Your assignment: The required result is one figure, the count of lines below with the string "segment" in them.

Records contained in a dataset
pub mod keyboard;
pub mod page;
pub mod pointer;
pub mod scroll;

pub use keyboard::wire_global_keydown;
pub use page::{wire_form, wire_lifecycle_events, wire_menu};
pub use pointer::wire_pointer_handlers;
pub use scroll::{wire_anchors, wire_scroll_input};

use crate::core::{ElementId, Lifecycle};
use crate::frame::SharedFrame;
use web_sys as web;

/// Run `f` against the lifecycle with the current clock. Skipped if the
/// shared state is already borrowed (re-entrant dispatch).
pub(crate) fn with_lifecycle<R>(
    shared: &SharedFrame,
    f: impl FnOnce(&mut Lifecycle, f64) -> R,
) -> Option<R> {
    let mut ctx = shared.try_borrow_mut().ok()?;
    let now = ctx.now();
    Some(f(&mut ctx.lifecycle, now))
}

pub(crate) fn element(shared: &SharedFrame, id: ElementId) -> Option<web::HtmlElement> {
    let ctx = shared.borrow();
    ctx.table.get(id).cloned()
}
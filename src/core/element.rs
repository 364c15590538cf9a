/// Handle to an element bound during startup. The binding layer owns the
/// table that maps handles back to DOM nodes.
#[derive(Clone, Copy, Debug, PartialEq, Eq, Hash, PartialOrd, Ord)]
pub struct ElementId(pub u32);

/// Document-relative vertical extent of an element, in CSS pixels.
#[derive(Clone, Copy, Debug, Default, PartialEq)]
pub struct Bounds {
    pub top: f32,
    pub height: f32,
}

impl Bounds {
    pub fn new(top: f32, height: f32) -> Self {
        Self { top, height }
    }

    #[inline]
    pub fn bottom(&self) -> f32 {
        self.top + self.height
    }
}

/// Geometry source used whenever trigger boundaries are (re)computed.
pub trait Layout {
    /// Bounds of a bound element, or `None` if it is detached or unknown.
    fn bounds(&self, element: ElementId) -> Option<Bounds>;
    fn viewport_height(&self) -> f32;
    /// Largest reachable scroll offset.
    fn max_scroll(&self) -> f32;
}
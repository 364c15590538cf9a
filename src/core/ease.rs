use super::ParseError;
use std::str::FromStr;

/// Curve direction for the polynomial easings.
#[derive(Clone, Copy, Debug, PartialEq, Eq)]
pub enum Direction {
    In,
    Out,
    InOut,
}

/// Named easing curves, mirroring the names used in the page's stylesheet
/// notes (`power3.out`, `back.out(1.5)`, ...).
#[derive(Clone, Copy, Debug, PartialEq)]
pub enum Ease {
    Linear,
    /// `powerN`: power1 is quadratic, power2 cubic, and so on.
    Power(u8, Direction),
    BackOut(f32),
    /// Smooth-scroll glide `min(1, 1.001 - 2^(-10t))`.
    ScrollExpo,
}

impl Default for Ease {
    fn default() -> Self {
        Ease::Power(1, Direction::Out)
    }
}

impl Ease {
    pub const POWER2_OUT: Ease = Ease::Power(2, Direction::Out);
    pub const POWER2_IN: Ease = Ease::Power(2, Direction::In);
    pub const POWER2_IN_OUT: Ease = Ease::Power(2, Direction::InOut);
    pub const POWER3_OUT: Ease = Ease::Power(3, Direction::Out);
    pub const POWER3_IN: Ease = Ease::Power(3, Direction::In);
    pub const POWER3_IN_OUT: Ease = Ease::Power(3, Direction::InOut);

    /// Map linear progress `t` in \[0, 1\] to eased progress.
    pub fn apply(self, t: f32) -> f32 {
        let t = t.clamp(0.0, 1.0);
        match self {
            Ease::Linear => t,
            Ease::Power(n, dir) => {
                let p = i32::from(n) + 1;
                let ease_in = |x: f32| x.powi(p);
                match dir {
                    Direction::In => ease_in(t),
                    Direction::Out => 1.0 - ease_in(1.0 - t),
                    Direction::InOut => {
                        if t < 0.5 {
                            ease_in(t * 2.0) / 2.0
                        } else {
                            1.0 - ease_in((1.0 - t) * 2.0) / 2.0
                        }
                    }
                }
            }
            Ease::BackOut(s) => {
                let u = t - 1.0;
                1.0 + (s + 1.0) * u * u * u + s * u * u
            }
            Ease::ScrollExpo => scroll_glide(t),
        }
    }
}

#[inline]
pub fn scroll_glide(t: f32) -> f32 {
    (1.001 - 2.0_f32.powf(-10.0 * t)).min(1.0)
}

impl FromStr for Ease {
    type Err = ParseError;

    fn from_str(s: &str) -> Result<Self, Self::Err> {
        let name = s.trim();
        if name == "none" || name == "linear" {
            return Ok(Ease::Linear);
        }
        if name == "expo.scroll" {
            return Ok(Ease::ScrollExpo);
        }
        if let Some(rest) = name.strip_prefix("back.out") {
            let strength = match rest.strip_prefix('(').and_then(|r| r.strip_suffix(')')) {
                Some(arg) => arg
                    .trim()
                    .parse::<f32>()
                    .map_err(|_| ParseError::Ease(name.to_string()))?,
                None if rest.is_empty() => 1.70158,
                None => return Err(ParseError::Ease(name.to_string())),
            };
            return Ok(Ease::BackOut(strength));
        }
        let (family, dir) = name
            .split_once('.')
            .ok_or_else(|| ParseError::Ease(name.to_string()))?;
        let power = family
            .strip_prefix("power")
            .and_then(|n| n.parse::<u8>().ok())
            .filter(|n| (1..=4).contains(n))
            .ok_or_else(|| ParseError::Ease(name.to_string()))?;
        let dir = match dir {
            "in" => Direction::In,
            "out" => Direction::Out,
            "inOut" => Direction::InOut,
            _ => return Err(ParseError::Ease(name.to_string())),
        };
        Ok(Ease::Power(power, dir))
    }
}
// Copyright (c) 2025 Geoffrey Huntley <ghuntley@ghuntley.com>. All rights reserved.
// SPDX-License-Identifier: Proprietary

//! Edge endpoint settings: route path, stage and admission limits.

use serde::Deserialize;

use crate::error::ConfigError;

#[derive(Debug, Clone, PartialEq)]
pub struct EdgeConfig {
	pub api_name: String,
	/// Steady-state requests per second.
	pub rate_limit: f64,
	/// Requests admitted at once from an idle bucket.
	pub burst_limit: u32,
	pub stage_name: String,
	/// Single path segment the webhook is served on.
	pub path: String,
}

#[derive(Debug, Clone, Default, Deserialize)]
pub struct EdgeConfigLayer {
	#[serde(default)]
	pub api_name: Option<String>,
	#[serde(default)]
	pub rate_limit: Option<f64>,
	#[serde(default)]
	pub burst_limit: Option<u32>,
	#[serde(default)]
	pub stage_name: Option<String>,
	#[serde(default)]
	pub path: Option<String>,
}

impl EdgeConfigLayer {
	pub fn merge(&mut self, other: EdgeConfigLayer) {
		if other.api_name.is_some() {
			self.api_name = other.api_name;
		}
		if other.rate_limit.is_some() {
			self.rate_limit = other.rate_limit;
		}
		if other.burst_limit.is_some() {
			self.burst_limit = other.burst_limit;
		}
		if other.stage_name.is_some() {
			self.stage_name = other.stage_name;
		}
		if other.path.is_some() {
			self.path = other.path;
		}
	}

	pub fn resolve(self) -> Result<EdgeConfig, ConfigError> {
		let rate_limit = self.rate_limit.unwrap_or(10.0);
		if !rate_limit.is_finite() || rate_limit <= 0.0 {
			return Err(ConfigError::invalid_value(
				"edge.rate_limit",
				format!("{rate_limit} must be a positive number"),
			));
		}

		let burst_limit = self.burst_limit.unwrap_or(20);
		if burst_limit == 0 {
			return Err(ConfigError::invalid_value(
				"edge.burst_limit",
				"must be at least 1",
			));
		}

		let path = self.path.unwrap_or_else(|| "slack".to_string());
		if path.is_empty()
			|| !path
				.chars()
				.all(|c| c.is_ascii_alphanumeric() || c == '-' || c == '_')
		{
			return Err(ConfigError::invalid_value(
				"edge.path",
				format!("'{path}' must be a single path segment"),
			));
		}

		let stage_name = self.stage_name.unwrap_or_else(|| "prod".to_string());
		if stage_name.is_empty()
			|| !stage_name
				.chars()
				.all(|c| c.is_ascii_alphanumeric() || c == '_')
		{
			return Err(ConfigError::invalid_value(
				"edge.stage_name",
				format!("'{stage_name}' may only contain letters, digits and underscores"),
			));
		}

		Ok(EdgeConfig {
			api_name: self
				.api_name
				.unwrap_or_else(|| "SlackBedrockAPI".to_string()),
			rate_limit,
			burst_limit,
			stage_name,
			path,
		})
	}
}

Finished task: 2